A FORMER roaming diplomat from Northumberland has received a prestigious medal for his service.

Robert Foster, from Rochester, has been awarded the Australian Police Overseas Medal for his work as a kiap in Papua New Guinea in the 1960s and 70s.

Kiaps, known formally as district officers and patrol officers, were travelling representatives of the British and Australian governments with wide-ranging authority in pre-independence Papua New Guinea.

From 1949 until 1974, around 2,000 kiaps served in the South Pacific country, and the Australian government wanted to recognise their service.

Robert’s career journey started after he was accepted by the London-based Voluntary Service Overseas organisation in 1968 and was posted to supervise work at a sawmill in the Bismarck Highlands, at the heart of the Papua New Guinea rain forest.

After travelling to Australia to enrol on a kiap course, he returned to Papua New Guinea in 1972, with his new bride Paula, as Her Majesty’s representative in the mountain district of Minj.

Robert spent much of his 20s working in Papua New Guinea as it struggled to throw off the trappings of European influence and establish itself as an independent nation.

“We were posted to areas where there were social pressures and required to do a great deal of peace making,” he said.

“The people of Papua New Guinea had engaged in perpetual inter-clan warfare. Once we arrived, the suspension of fighting and building of roads was key to the country’s development.”
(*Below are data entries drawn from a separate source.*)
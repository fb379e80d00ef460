//! Generic clock: a 60Hz-derived tick counter with an optional interrupt.
//!
//! Unlike the keyboard and monitor, the clock has to do something even when
//! the CPU isn't talking to it, so [`Device::run`] spawns a second thread
//! that sleeps and ticks while the main one parks in
//! [`DeviceContext::wait_for_trigger`] waiting for `HWI`.

use std::sync::atomic::{AtomicU16, Ordering};
use std::sync::Arc;
use std::thread;
use std::time::Duration;

use crate::interrupt::{Device, DeviceContext, DeviceInfo};

const TICKS_PER_SECOND: u64 = 60;
const IDLE_POLL: Duration = Duration::from_millis(50);

#[derive(Default)]
struct ClockState {
    divisor: AtomicU16,
    message: AtomicU16,
    ticks: AtomicU16,
}

pub struct Clock;

impl Clock {
    #[must_use]
    pub fn new() -> Self {
        Self
    }
}

impl Default for Clock {
    fn default() -> Self {
        Self::new()
    }
}

impl Device for Clock {
    fn info(&self) -> DeviceInfo {
        DeviceInfo {
            id: 0x12D0_B402,
            manufacturer: 0,
            version: 1,
        }
    }

    fn run(self: Box<Self>, ctx: DeviceContext) {
        let state = Arc::new(ClockState::default());

        let ticker_ctx = ctx.clone();
        let ticker_state = Arc::clone(&state);
        let ticker = thread::spawn(move || run_ticker(&ticker_ctx, &ticker_state));

        while ctx.wait_for_trigger() {
            let a = ctx.cpu.with_registers(|r| r.a);
            match a {
                0 => {
                    let divisor = ctx.cpu.with_registers(|r| r.b);
                    state.divisor.store(divisor, Ordering::Relaxed);
                    state.ticks.store(0, Ordering::Relaxed);
                }
                1 => {
                    let ticks = state.ticks.load(Ordering::Relaxed);
                    ctx.cpu.with_registers(|r| r.c = ticks);
                }
                2 => {
                    let message = ctx.cpu.with_registers(|r| r.b);
                    state.message.store(message, Ordering::Relaxed);
                }
                _ => {}
            }
            ctx.respond();
        }

        let _ = ticker.join();
    }
}

fn run_ticker(ctx: &DeviceContext, state: &ClockState) {
    while ctx.is_active() {
        let divisor = state.divisor.load(Ordering::Relaxed);
        if divisor == 0 {
            thread::sleep(IDLE_POLL);
            continue;
        }

        let period = Duration::from_secs_f64(f64::from(divisor) / TICKS_PER_SECOND as f64);
        thread::sleep(period);
        if !ctx.is_active() {
            return;
        }

        state.ticks.fetch_add(1, Ordering::Relaxed);
        let message = state.message.load(Ordering::Relaxed);
        if message != 0 {
            ctx.raise_interrupt(message);
        }
    }
}
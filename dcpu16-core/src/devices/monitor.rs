//! Generic LEM1802-style monitor: tracks the mapped video memory offset the
//! way the original does, without any pixel rendering (out of scope here —
//! a runner that wants to actually draw the screen reads through
//! [`MonitorHandle`]).

use std::sync::{Arc, Mutex};

use crate::interrupt::{Device, DeviceContext, DeviceInfo};
use crate::Word;

#[derive(Default)]
struct MonitorState {
    connected: bool,
    video_offset: Word,
}

/// The `HWI`-facing half of the monitor device.
pub struct Monitor {
    state: Arc<Mutex<MonitorState>>,
}

/// A handle a runner can use to find out where video memory is mapped, so it
/// can read and render it itself.
#[derive(Clone)]
pub struct MonitorHandle {
    state: Arc<Mutex<MonitorState>>,
}

impl Monitor {
    #[must_use]
    pub fn new() -> (Self, MonitorHandle) {
        let state = Arc::new(Mutex::new(MonitorState::default()));
        (
            Self {
                state: Arc::clone(&state),
            },
            MonitorHandle { state },
        )
    }
}

impl MonitorHandle {
    /// The address video memory is mapped at, or `None` if the monitor has
    /// been disconnected (or never connected).
    #[must_use]
    pub fn video_offset(&self) -> Option<Word> {
        let state = self.state.lock().unwrap_or_else(std::sync::PoisonError::into_inner);
        state.connected.then_some(state.video_offset)
    }
}

impl Device for Monitor {
    fn info(&self) -> DeviceInfo {
        DeviceInfo {
            id: 0x7349_F615,
            manufacturer: 0x1C6C_8B36,
            version: 0x1802,
        }
    }

    fn run(self: Box<Self>, ctx: DeviceContext) {
        while ctx.wait_for_trigger() {
            let a = ctx.cpu.with_registers(|r| r.a);
            if a == 0 {
                // MEM_MAP_SCREEN: B = video memory offset, 0 disconnects.
                let b = ctx.cpu.with_registers(|r| r.b);
                let mut state = self
                    .state
                    .lock()
                    .unwrap_or_else(std::sync::PoisonError::into_inner);
                if b == 0 {
                    state.connected = false;
                } else {
                    state.connected = true;
                    state.video_offset = b;
                }
            }
            ctx.respond();
        }
    }
}
//! Command-line runner: loads a memory image, attaches the requested
//! devices, and runs the machine to completion.

use std::fs::File;
use std::path::PathBuf;
use std::process;
use std::sync::Arc;

use dcpu16_core::devices::{Clock, Keyboard, Monitor};
use dcpu16_core::{ByteOrder, Computer, Memory, MEMORY_SIZE};

// ---------------------------------------------------------------------------
// CLI argument parsing
// ---------------------------------------------------------------------------

struct CliArgs {
    image_path: Option<PathBuf>,
    endian: ByteOrder,
    monitor: bool,
    keyboard: bool,
    clock: bool,
    cycles: Option<u64>,
    verbose: bool,
}

fn parse_args() -> CliArgs {
    let args: Vec<String> = std::env::args().collect();
    let mut cli = CliArgs {
        image_path: None,
        endian: ByteOrder::Big,
        monitor: false,
        keyboard: false,
        clock: false,
        cycles: None,
        verbose: false,
    };

    let mut i = 1;
    while i < args.len() {
        match args[i].as_str() {
            "--image" => {
                i += 1;
                cli.image_path = args.get(i).map(PathBuf::from);
            }
            "--endian" => {
                i += 1;
                match args.get(i).map(String::as_str) {
                    Some("big") => cli.endian = ByteOrder::Big,
                    Some("little") => cli.endian = ByteOrder::Little,
                    Some(other) => {
                        eprintln!("Unknown endian '{other}', expected 'big' or 'little'");
                        process::exit(1);
                    }
                    None => {
                        eprintln!("--endian requires a value");
                        process::exit(1);
                    }
                }
            }
            "--monitor" => cli.monitor = true,
            "--keyboard" => cli.keyboard = true,
            "--clock" => cli.clock = true,
            "--cycles" => {
                i += 1;
                if let Some(s) = args.get(i) {
                    cli.cycles = s.parse().ok();
                }
            }
            "--verbose" => cli.verbose = true,
            "--help" | "-h" => {
                eprintln!("Usage: dcpu16-runner --image <path> [OPTIONS]");
                eprintln!();
                eprintln!("Options:");
                eprintln!("  --image <file>      Memory image to load (required)");
                eprintln!("  --endian <order>    Word byte order in the image: big, little [default: big]");
                eprintln!("  --monitor           Attach a monitor device");
                eprintln!("  --keyboard          Attach a keyboard device");
                eprintln!("  --clock             Attach a clock device");
                eprintln!("  --cycles <n>        Stop after n cycles instead of running forever");
                eprintln!("  --verbose           Print PC and cycle count after every step");
                process::exit(0);
            }
            other => {
                eprintln!("Unknown argument: {other}");
                process::exit(1);
            }
        }
        i += 1;
    }

    cli
}

fn main() {
    let cli = parse_args();

    let Some(image_path) = cli.image_path else {
        eprintln!("Missing required --image <path>");
        process::exit(1);
    };

    let mut file = match File::open(&image_path) {
        Ok(file) => file,
        Err(err) => {
            eprintln!("Cannot open memory image '{}': {err}", image_path.display());
            process::exit(1);
        }
    };

    let memory = match Memory::load(&mut file, MEMORY_SIZE, cli.endian) {
        Ok(memory) => memory,
        Err(err) => {
            eprintln!("Failed to load memory image: {err}");
            process::exit(1);
        }
    };

    let mut computer = Computer::new(Arc::new(memory));

    if cli.monitor {
        let (monitor, _handle) = Monitor::new();
        computer.attach(monitor);
    }
    if cli.keyboard {
        let (keyboard, _input) = Keyboard::new();
        computer.attach(keyboard);
    }
    if cli.clock {
        computer.attach(Clock::new());
    }

    let result = match cli.cycles {
        Some(limit) => run_for(&mut computer, limit, cli.verbose),
        None => run_forever(&mut computer, cli.verbose),
    };

    if let Err(err) = result {
        eprintln!("Execution error: {err}");
        process::exit(1);
    }

    computer.shutdown();
    process::exit(0);
}

fn run_for(computer: &mut Computer, limit: u64, verbose: bool) -> Result<(), dcpu16_core::Error> {
    while computer.registers().cycles < limit && computer.is_active() {
        computer.step()?;
        if verbose {
            trace(computer);
        }
    }
    Ok(())
}

fn run_forever(computer: &mut Computer, verbose: bool) -> Result<(), dcpu16_core::Error> {
    while computer.is_active() {
        computer.step()?;
        if verbose {
            trace(computer);
        }
    }
    Ok(())
}

fn trace(computer: &Computer) {
    let regs = computer.registers();
    eprintln!("pc={:#06x} cycles={}", regs.pc, regs.cycles);
}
Robert’s newly-published book The Northumbrian Kiap offers a valuable insight into the problems faced by both the village people and their civil service during the less well-documented approach to independence in 1975.

And he now has plans to publish his book in two universities in Papua New Guinea.

“I reconnected with ex-kiaps two years ago and used this book as a way of telling my story,” said Robert.